When the cases under the Act of 1911 are studied, they confirm the view we are now taking. As before stated, the act was passed to meet the ruling in Com. v. Racco; so said Mr. Justice Fiiazer in Com. v. Garanchoski, 251 Pa. 247, the first case dealing with the statute. In Com. v. Pava, 268 Pa. 520, 523, speaking through the same member of the court, we said: “While the question as framed by the district attorney is on the border line, we are not convinced it was not, under the circumstances, proper cross-examination tending to rebut defendant's evidence." In Com. v. Coles, 265 Pa. 362, we quoted with approval what was said by the then Justice Mercur in Goersen v. Com., 99 Pa. 388, 398: “It [evidence of defendant’s participation in another independent and distinct crime] cannot be received to impeach his general character, nor merely to prove a disposition to commit crime. Yet under some circumstances, evidence of another offense by the defendant may be given. Thus it may be to establish identity; to show that the act charged was intentional and wilful, not accidental; to prove motive; to show guilty knowledge and purpose, and to rebut any inference of mistake.” In Com. v. Cicere, 282 Pa. 492, we decided that a conviction of murder would not be set aside because the district attorney asked defendant on cross-examination whether he had been arrested for bootlegging where the testimony preceding the question showed it to have been “the result of a natural development of the facts, *238 rather than, an attempt to introduce evidence of the commission by defendant of another offense.” In a very recent case, Com. v.
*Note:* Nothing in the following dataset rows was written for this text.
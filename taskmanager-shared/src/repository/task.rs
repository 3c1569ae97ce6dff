/// PostgreSQL task repository
///
/// # Concurrent updates
///
/// `update` loads the row with `SELECT ... FOR UPDATE` before checking the
/// owner, so concurrent updaters of one task queue on the row lock instead of
/// racing. The lock is held until the transaction commits or rolls back;
/// dropping the future mid-flight drops the transaction, which rolls back.

use async_trait::async_trait;
use sqlx::{PgPool, Postgres, Transaction};
use tracing::debug;

use super::{RepositoryError, TaskRepository};
use crate::models::task::{NewTask, Task, UpdateTask};

const TASK_COLUMNS: &str = "id, name, priority, description, due_date, created_at, created_by";

#[derive(Debug, Clone)]
pub struct PgTaskRepository {
    pool: PgPool,
}

impl PgTaskRepository {
    pub fn new(pool: PgPool) -> Self {
        Self { pool }
    }
}

/// Rolls back and hands the error back to the caller
async fn abort(
    tx: Transaction<'_, Postgres>,
    op: &'static str,
    err: RepositoryError,
) -> RepositoryError {
    if let Err(rollback_err) = tx.rollback().await {
        tracing::warn!(op, error = %rollback_err, "Rollback failed");
    }
    err
}

#[async_trait]
impl TaskRepository for PgTaskRepository {
    async fn store(&self, owner_id: i64, task: NewTask) -> Result<Task, RepositoryError> {
        const OP: &str = "store";

        let mut tx = self
            .pool
            .begin()
            .await
            .map_err(RepositoryError::database(OP))?;

        let inserted = sqlx::query_as::<_, Task>(&format!(
            "INSERT INTO tasks (name, priority, description, due_date, created_by)
             VALUES ($1, $2, $3, $4, $5)
             RETURNING {TASK_COLUMNS}"
        ))
        .bind(&task.name)
        .bind(task.priority)
        .bind(&task.description)
        .bind(task.due_date)
        .bind(owner_id)
        .fetch_one(&mut *tx)
        .await;

        let inserted = match inserted {
            Ok(row) => row,
            Err(e) => return Err(abort(tx, OP, RepositoryError::database(OP)(e)).await),
        };

        tx.commit().await.map_err(RepositoryError::database(OP))?;

        debug!(task_id = inserted.id, user_id = owner_id, "Task stored");
        Ok(inserted)
    }

    async fn update(&self, caller_id: i64, update: UpdateTask) -> Result<Task, RepositoryError> {
        const OP: &str = "update";

        let mut tx = self
            .pool
            .begin()
            .await
            .map_err(RepositoryError::database(OP))?;

        let locked = sqlx::query_as::<_, Task>(&format!(
            "SELECT {TASK_COLUMNS} FROM tasks WHERE id = $1 FOR UPDATE"
        ))
        .bind(update.id)
        .fetch_optional(&mut *tx)
        .await;

        let mut task = match locked {
            Ok(Some(task)) => task,
            Ok(None) => {
                let err = RepositoryError::NotFound { op: OP, id: update.id };
                return Err(abort(tx, OP, err).await);
            }
            Err(e) => {
                let err = RepositoryError::Database {
                    op: "update: failed to get task from db",
                    source: e,
                };
                return Err(abort(tx, OP, err).await);
            }
        };

        update.apply_to(&mut task);

        if task.created_by != caller_id {
            debug!(task_id = task.id, user_id = caller_id, "Update rejected, not owner");
            return Err(abort(tx, OP, RepositoryError::Unauthorized { op: OP }).await);
        }

        let written = sqlx::query(
            "UPDATE tasks
             SET name = $1, priority = $2, description = $3, due_date = $4
             WHERE id = $5",
        )
        .bind(&task.name)
        .bind(task.priority)
        .bind(&task.description)
        .bind(task.due_date)
        .bind(task.id)
        .execute(&mut *tx)
        .await;

        if let Err(e) = written {
            return Err(abort(tx, OP, RepositoryError::database(OP)(e)).await);
        }

        tx.commit().await.map_err(RepositoryError::database(OP))?;

        debug!(task_id = task.id, user_id = caller_id, "Task updated");
        Ok(task)
    }

    async fn show(&self, id: i64) -> Result<Task, RepositoryError> {
        const OP: &str = "show";

        sqlx::query_as::<_, Task>(&format!("SELECT {TASK_COLUMNS} FROM tasks WHERE id = $1"))
            .bind(id)
            .fetch_optional(&self.pool)
            .await
            .map_err(RepositoryError::database(OP))?
            .ok_or(RepositoryError::NotFound { op: OP, id })
    }

    async fn index(&self, owner_id: i64) -> Result<Vec<Task>, RepositoryError> {
        sqlx::query_as::<_, Task>(&format!(
            "SELECT {TASK_COLUMNS} FROM tasks WHERE created_by = $1 ORDER BY id"
        ))
        .bind(owner_id)
        .fetch_all(&self.pool)
        .await
        .map_err(RepositoryError::database("index"))
    }

    async fn delete(&self, id: i64) -> Result<(), RepositoryError> {
        let result = sqlx::query("DELETE FROM tasks WHERE id = $1")
            .bind(id)
            .execute(&self.pool)
            .await
            .map_err(RepositoryError::database("delete"))?;

        debug!(task_id = id, rows = result.rows_affected(), "Task deleted");
        Ok(())
    }

    async fn is_task_owner(&self, user_id: i64, id: i64) -> Result<bool, RepositoryError> {
        sqlx::query_scalar::<_, bool>(
            "SELECT EXISTS(SELECT 1 FROM tasks WHERE id = $1 AND created_by = $2)",
        )
        .bind(id)
        .bind(user_id)
        .fetch_one(&self.pool)
        .await
        .map_err(RepositoryError::database("is_task_owner"))
    }
}
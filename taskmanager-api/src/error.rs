/// Error handling for the API server
///
/// Handlers return `ApiResult<T>`; every error becomes a JSON body of the
/// form `{"error": "<code>", "message": "<text>"}`.
///
/// Service errors are mapped by kind: a missing task is 404, an ownership
/// or credential failure is 401, a taken email is 409, and anything else is a
/// logged 500 with a generic message.
///
/// # Example
///
/// ```
/// use taskmanager_api::error::{ApiError, ApiResult};
/// use axum::Json;
/// use serde_json::{json, Value};
///
/// async fn handler(id: i64) -> ApiResult<Json<Value>> {
///     if id < 1 {
///         return Err(ApiError::NotFound("task not found".to_string()));
///     }
///     Ok(Json(json!({ "id": id })))
/// }
/// ```

use axum::{
    extract::rejection::JsonRejection,
    http::{header, HeaderValue, StatusCode},
    response::{IntoResponse, Response},
    Json,
};
use serde::{Deserialize, Serialize};
use taskmanager_shared::{
    auth::{authorization::AuthzError, jwt::JwtError},
    models::task::InvalidPriority,
    services::ServiceError,
};

/// API result type alias
pub type ApiResult<T> = Result<T, ApiError>;

/// Unified API error type
#[derive(Debug, thiserror::Error)]
pub enum ApiError {
    #[error("Bad request: {0}")]
    BadRequest(String),

    #[error("Unauthorized: {0}")]
    Unauthorized(String),

    #[error("Not found: {0}")]
    NotFound(String),

    /// e.g. duplicate email
    #[error("Conflict: {0}")]
    Conflict(String),

    #[error("Method not allowed")]
    MethodNotAllowed,

    #[error("Payload too large: {0}")]
    PayloadTooLarge(String),

    /// Malformed JSON or failed validation (422)
    #[error("Unprocessable: {0}")]
    Unprocessable(String),

    #[error("Internal error: {0}")]
    InternalError(String),
}

/// Error response format
#[derive(Debug, Serialize, Deserialize)]
pub struct ErrorResponse {
    /// Error code (e.g. "unauthorized")
    pub error: String,

    pub message: String,
}

impl ApiError {
    pub fn status(&self) -> StatusCode {
        match self {
            ApiError::BadRequest(_) => StatusCode::BAD_REQUEST,
            ApiError::Unauthorized(_) => StatusCode::UNAUTHORIZED,
            ApiError::NotFound(_) => StatusCode::NOT_FOUND,
            ApiError::Conflict(_) => StatusCode::CONFLICT,
            ApiError::MethodNotAllowed => StatusCode::METHOD_NOT_ALLOWED,
            ApiError::PayloadTooLarge(_) => StatusCode::PAYLOAD_TOO_LARGE,
            ApiError::Unprocessable(_) => StatusCode::UNPROCESSABLE_ENTITY,
            ApiError::InternalError(_) => StatusCode::INTERNAL_SERVER_ERROR,
        }
    }

    fn code(&self) -> &'static str {
        match self {
            ApiError::BadRequest(_) => "bad_request",
            ApiError::Unauthorized(_) => "unauthorized",
            ApiError::NotFound(_) => "not_found",
            ApiError::Conflict(_) => "conflict",
            ApiError::MethodNotAllowed => "method_not_allowed",
            ApiError::PayloadTooLarge(_) => "payload_too_large",
            ApiError::Unprocessable(_) => "validation_error",
            ApiError::InternalError(_) => "internal_error",
        }
    }
}

impl IntoResponse for ApiError {
    fn into_response(self) -> Response {
        let status = self.status();
        let error = self.code().to_string();

        let message = match self {
            ApiError::InternalError(msg) => {
                // Details stay in the log
                tracing::error!(error = %msg, "Internal error");
                "An internal error occurred".to_string()
            }
            ApiError::MethodNotAllowed => "method not allowed".to_string(),
            ApiError::BadRequest(msg)
            | ApiError::Unauthorized(msg)
            | ApiError::NotFound(msg)
            | ApiError::Conflict(msg)
            | ApiError::PayloadTooLarge(msg)
            | ApiError::Unprocessable(msg) => msg,
        };

        (status, Json(ErrorResponse { error, message })).into_response()
    }
}

/// Gives axum's bodiless 405 the same JSON shape as every other error
///
/// The original status line and headers (including `Allow`) are kept.
pub async fn json_method_not_allowed(response: Response) -> Response {
    if response.status() != StatusCode::METHOD_NOT_ALLOWED {
        return response;
    }

    let (mut parts, _) = response.into_parts();
    let (_, body) = ApiError::MethodNotAllowed.into_response().into_parts();

    parts.headers.remove(header::CONTENT_LENGTH);
    parts
        .headers
        .insert(header::CONTENT_TYPE, HeaderValue::from_static("application/json"));

    Response::from_parts(parts, body)
}

impl From<ServiceError> for ApiError {
    fn from(err: ServiceError) -> Self {
        if err.is_not_found() {
            return ApiError::NotFound("task not found".to_string());
        }
        if err.is_unauthorized() {
            return ApiError::Unauthorized("user not authorized for this action".to_string());
        }
        if err.is_conflict() {
            return ApiError::Conflict("email already registered".to_string());
        }

        match err {
            ServiceError::InvalidCredentials { .. } => {
                ApiError::Unauthorized("invalid credentials".to_string())
            }
            ServiceError::InvalidUser { .. } | ServiceError::MissingIdentity { .. } => {
                ApiError::Unauthorized("missing or invalid identity".to_string())
            }
            other => ApiError::InternalError(other.to_string()),
        }
    }
}

impl From<JsonRejection> for ApiError {
    fn from(rejection: JsonRejection) -> Self {
        if rejection.status() == StatusCode::PAYLOAD_TOO_LARGE {
            ApiError::PayloadTooLarge(rejection.body_text())
        } else {
            ApiError::Unprocessable(rejection.body_text())
        }
    }
}

impl From<AuthzError> for ApiError {
    fn from(err: AuthzError) -> Self {
        ApiError::Unauthorized(err.to_string())
    }
}

impl From<InvalidPriority> for ApiError {
    fn from(_: InvalidPriority) -> Self {
        ApiError::Unprocessable("invalid priority value".to_string())
    }
}

/// Token issuing failures on login are server-side problems
impl From<JwtError> for ApiError {
    fn from(err: JwtError) -> Self {
        ApiError::InternalError(format!("Token issue failed: {}", err))
    }
}
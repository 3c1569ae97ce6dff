/// Resource ownership checks
///
/// Every task has exactly one owner, recorded in `created_by`. Handlers that
/// already hold the row compare owners with [`require_ownership`]; paths that
/// only hold an id ask the repository through `TaskService::is_task_owner`.

use super::middleware::AuthContext;

/// Error type for authorization checks
#[derive(Debug, PartialEq, Eq, thiserror::Error)]
pub enum AuthzError {
    #[error("user not authorized for this action")]
    NotAuthorized,
}

/// Returns true if the caller owns a resource
pub fn is_owner(auth: &AuthContext, owner_id: i64) -> bool {
    auth.user_id == owner_id
}

/// Fails unless the caller owns a resource
///
/// # Errors
///
/// Returns `AuthzError::NotAuthorized` if `owner_id` is someone else
///
/// # Example
///
/// ```
/// use taskmanager_shared::auth::authorization::require_ownership;
/// use taskmanager_shared::auth::middleware::AuthContext;
///
/// let auth = AuthContext { user_id: 1, email: "lorem@ipsum.com".to_string() };
/// assert!(require_ownership(&auth, 1).is_ok());
/// assert!(require_ownership(&auth, 2).is_err());
/// ```
pub fn require_ownership(auth: &AuthContext, owner_id: i64) -> Result<(), AuthzError> {
    if is_owner(auth, owner_id) {
        Ok(())
    } else {
        tracing::debug!(user_id = auth.user_id, owner_id, "Ownership check failed");
        Err(AuthzError::NotAuthorized)
    }
}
Weiss et al., 284 Pa. 105, not referred to in the brief of either side, where the defendants, as here, had been convicted of a murder in the perpetration of a robbery, we sanctioned the admission of evidence of another robbery committed by them shortly after but away from the scene of the homicide “as showing that the defendants in their flight desired to secure funds so that they might leave the scene of the murder.” We, therefore conclude that under the situation existing in the case at bar, the cross-examination was permissible and the act of assembly was not violated thereby.

This brings us to the second ruling complained of: That the Commonwealth was permitted, defendant having testified in his own behalf, to introduce the records of his conviction of other infamous crimes to affect his credibility; it being argued that this also was contrary to the Act of 1911.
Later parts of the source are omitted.